Intresseklubben ("The Interest Club") was a Swedish panel show, aired in Sveriges Television between 2012 and 2015, based on the long-running BBC panel show QI. The show was hosted by Johan Wester, with Anders Jansson as a permanent panellist.

==Format==
The format is largely based on the QI format, just as in the original there are four panellists (three guest panellists and one permanent panellist). The panellists are mostly comedians, but people from other fields have also appeared, such as astronaut Christer Fuglesang, rally co-driver Tina Thörner, clergyman K.G. Hammar and politicians Maria Wetterstrand and Gudrun Schyman. Each panellist has a buzzer that they can use to attract attention. Usually the buzzers are themed to the episode's theme.

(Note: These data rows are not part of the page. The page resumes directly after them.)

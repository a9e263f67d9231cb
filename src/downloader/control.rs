//! Task control: listing, retry, cancel, removal and pruning.
//!
//! The registry lock is only held to look up or edit the map. Signals to
//! supervisors go out after it has been released.

use crate::error::{DownloadError, Result};
use crate::types::{Event, Status, TaskId, TaskInfo, UserId};

use super::{Control, DownloadManager};

impl DownloadManager {
    /// Snapshot of all tasks of a user, ordered by task id
    ///
    /// The returned records are copies; they do not follow later changes.
    pub async fn list(&self, user: UserId) -> Vec<TaskInfo> {
        let tasks = self.tasks.lock().await;
        let mut list: Vec<TaskInfo> = tasks
            .get(&user)
            .map(|user_tasks| {
                user_tasks
                    .tasks
                    .iter()
                    .map(|(id, handle)| handle.snapshot(*id))
                    .collect()
            })
            .unwrap_or_default();
        drop(tasks);

        list.sort_by_key(|task| task.id);
        list
    }

    /// Snapshot of a single task
    ///
    /// # Errors
    ///
    /// Returns `DownloadError::NotFound` if the user has no such task
    pub async fn get(&self, user: UserId, id: TaskId) -> Result<TaskInfo> {
        let tasks = self.tasks.lock().await;
        tasks
            .get(&user)
            .and_then(|user_tasks| user_tasks.tasks.get(&id))
            .map(|handle| handle.snapshot(id))
            .ok_or_else(|| DownloadError::NotFound { user, id }.into())
    }

    /// Start a new attempt for a failed or cancelled task
    ///
    /// # Errors
    ///
    /// - `DownloadError::NotFound` if the user has no such task
    /// - `DownloadError::InvalidState` if the task is Pending, Running or Done
    /// - `DownloadError::Terminated` if the task's supervisor is gone (after shutdown)
    pub async fn retry(&self, user: UserId, id: TaskId) -> Result<()> {
        let control = {
            let tasks = self.tasks.lock().await;
            let handle = tasks
                .get(&user)
                .and_then(|user_tasks| user_tasks.tasks.get(&id))
                .ok_or(DownloadError::NotFound { user, id })?;

            let status = handle.status();
            if !status.is_retryable() {
                return Err(DownloadError::InvalidState {
                    id,
                    operation: "retry".to_string(),
                    current_state: status.to_string(),
                }
                .into());
            }
            handle.control.clone()
        };

        control
            .send(Control::Retry)
            .map_err(|_| DownloadError::Terminated { id })?;

        tracing::debug!(user_id = user.0, task_id = id.0, "retry requested");
        Ok(())
    }

    /// Retry every failed or cancelled task of a user
    ///
    /// Returns the ids that were signalled.
    pub async fn retry_all(&self, user: UserId) -> Vec<TaskId> {
        let targets: Vec<_> = {
            let tasks = self.tasks.lock().await;
            tasks
                .get(&user)
                .map(|user_tasks| {
                    user_tasks
                        .tasks
                        .iter()
                        .filter(|(_, handle)| handle.status().is_retryable())
                        .map(|(id, handle)| (*id, handle.control.clone()))
                        .collect()
                })
                .unwrap_or_default()
        };

        let mut retried: Vec<TaskId> = targets
            .into_iter()
            .filter_map(|(id, control)| control.send(Control::Retry).ok().map(|()| id))
            .collect();
        retried.sort();

        tracing::info!(user_id = user.0, count = retried.len(), "retrying failed downloads");
        retried
    }

    /// Abort the running attempt of a task
    ///
    /// The task ends up Cancelled and can be retried. Cancelling a task that
    /// is already Done, Failed or Cancelled does nothing.
    ///
    /// # Errors
    ///
    /// Returns `DownloadError::NotFound` if the user has no such task
    pub async fn cancel(&self, user: UserId, id: TaskId) -> Result<()> {
        let (status, control) = {
            let tasks = self.tasks.lock().await;
            let handle = tasks
                .get(&user)
                .and_then(|user_tasks| user_tasks.tasks.get(&id))
                .ok_or(DownloadError::NotFound { user, id })?;
            (handle.status(), handle.control.clone())
        };

        if status.is_terminal() {
            tracing::debug!(task_id = id.0, %status, "cancel on finished task ignored");
            return Ok(());
        }

        // A supervisor that already exited has nothing left to cancel
        if control.send(Control::Cancel).is_err() {
            tracing::debug!(task_id = id.0, "cancel on unsupervised task ignored");
        }
        Ok(())
    }

    /// Terminate a task's supervisor and evict the task, whatever its state
    ///
    /// # Errors
    ///
    /// Returns `DownloadError::NotFound` if the user has no such task
    pub async fn remove(&self, user: UserId, id: TaskId) -> Result<()> {
        let handle = {
            let mut tasks = self.tasks.lock().await;
            tasks
                .get_mut(&user)
                .and_then(|user_tasks| user_tasks.tasks.remove(&id))
                .ok_or(DownloadError::NotFound { user, id })?
        };

        handle.lifetime.cancel();

        tracing::info!(user_id = user.0, task_id = id.0, "download removed");
        self.emit_event(Event::TaskRemoved { user, id });
        Ok(())
    }

    /// Evict every Done or Cancelled task of a user
    ///
    /// Returns the ids that were evicted.
    pub async fn done(&self, user: UserId) -> Vec<TaskId> {
        let evicted: Vec<_> = {
            let mut tasks = self.tasks.lock().await;
            match tasks.get_mut(&user) {
                Some(user_tasks) => {
                    let ids: Vec<TaskId> = user_tasks
                        .tasks
                        .iter()
                        .filter(|(_, handle)| {
                            matches!(handle.status(), Status::Done | Status::Cancelled)
                        })
                        .map(|(id, _)| *id)
                        .collect();
                    ids.into_iter()
                        .filter_map(|id| user_tasks.tasks.remove(&id).map(|handle| (id, handle)))
                        .collect()
                }
                None => Vec::new(),
            }
        };

        let mut ids = Vec::with_capacity(evicted.len());
        for (id, handle) in evicted {
            handle.lifetime.cancel();
            self.emit_event(Event::TaskRemoved { user, id });
            ids.push(id);
        }
        ids.sort();

        tracing::info!(user_id = user.0, count = ids.len(), "pruned finished downloads");
        ids
    }
}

The questions asked are often deliberately misleading or very difficult to answer, and sometimes they are very simple questions about something everyone thinks they know the answer to when the seemingly obvious answer is incorrect. Panellists can earn one point by giving the correct answer or one point for an incorrect but interesting answer; however, they will lose ten points for answers that are not only incorrect, but also painfully obvious. When an incorrect answer is given, an alarm sounds and the incorrect answer is flashed on the screens behind the panel. The main objective is not necessarily to answer all questions correctly, but rather to get an interesting and funny discussion about the topics presented.

The "General Ignorance" round is not played in Intresseklubben, instead each episode usually ends with a special round where panellists need to categorize various things or guess what belongs with what. Examples include the game "Boy, girl, or dish" played in the episode "Abnormt" in season 1 where panellists had to guess if a name in Spanish was a boy's name, a girl's name or a Spanish dish. In episode "Blötdjur" the game was called "Wet, wetter, or Anders Jansson?" and the panellists had to guess which of several options contain the highest percent water. For example, we learned that Lake Don Juan, which is the saltiest lake in the world, contains a lower percentage of water than a human – only about 56%.

==Production==
Intresseklubben was filmed in front of a live studio audience of around 400 people at the Scandic Star hotel in Lund. Each episode took roughly 70 minutes to record, but was then edited down to fit into a 30-minute timeslot. Research for one season took roughly 6 months to complete; some of it was borrowed from QI, but roughly 80% was fresh research done for Intresseklubben.

==Episodes==

=== Season A (2012) ===
Just as in the British original QI the seasons follow the letters of the alphabet, and all episodes in season A have a title starting with the letter A. Eight episodes were broadcast on TV and an additional two were released exclusively on the web through SVT Play.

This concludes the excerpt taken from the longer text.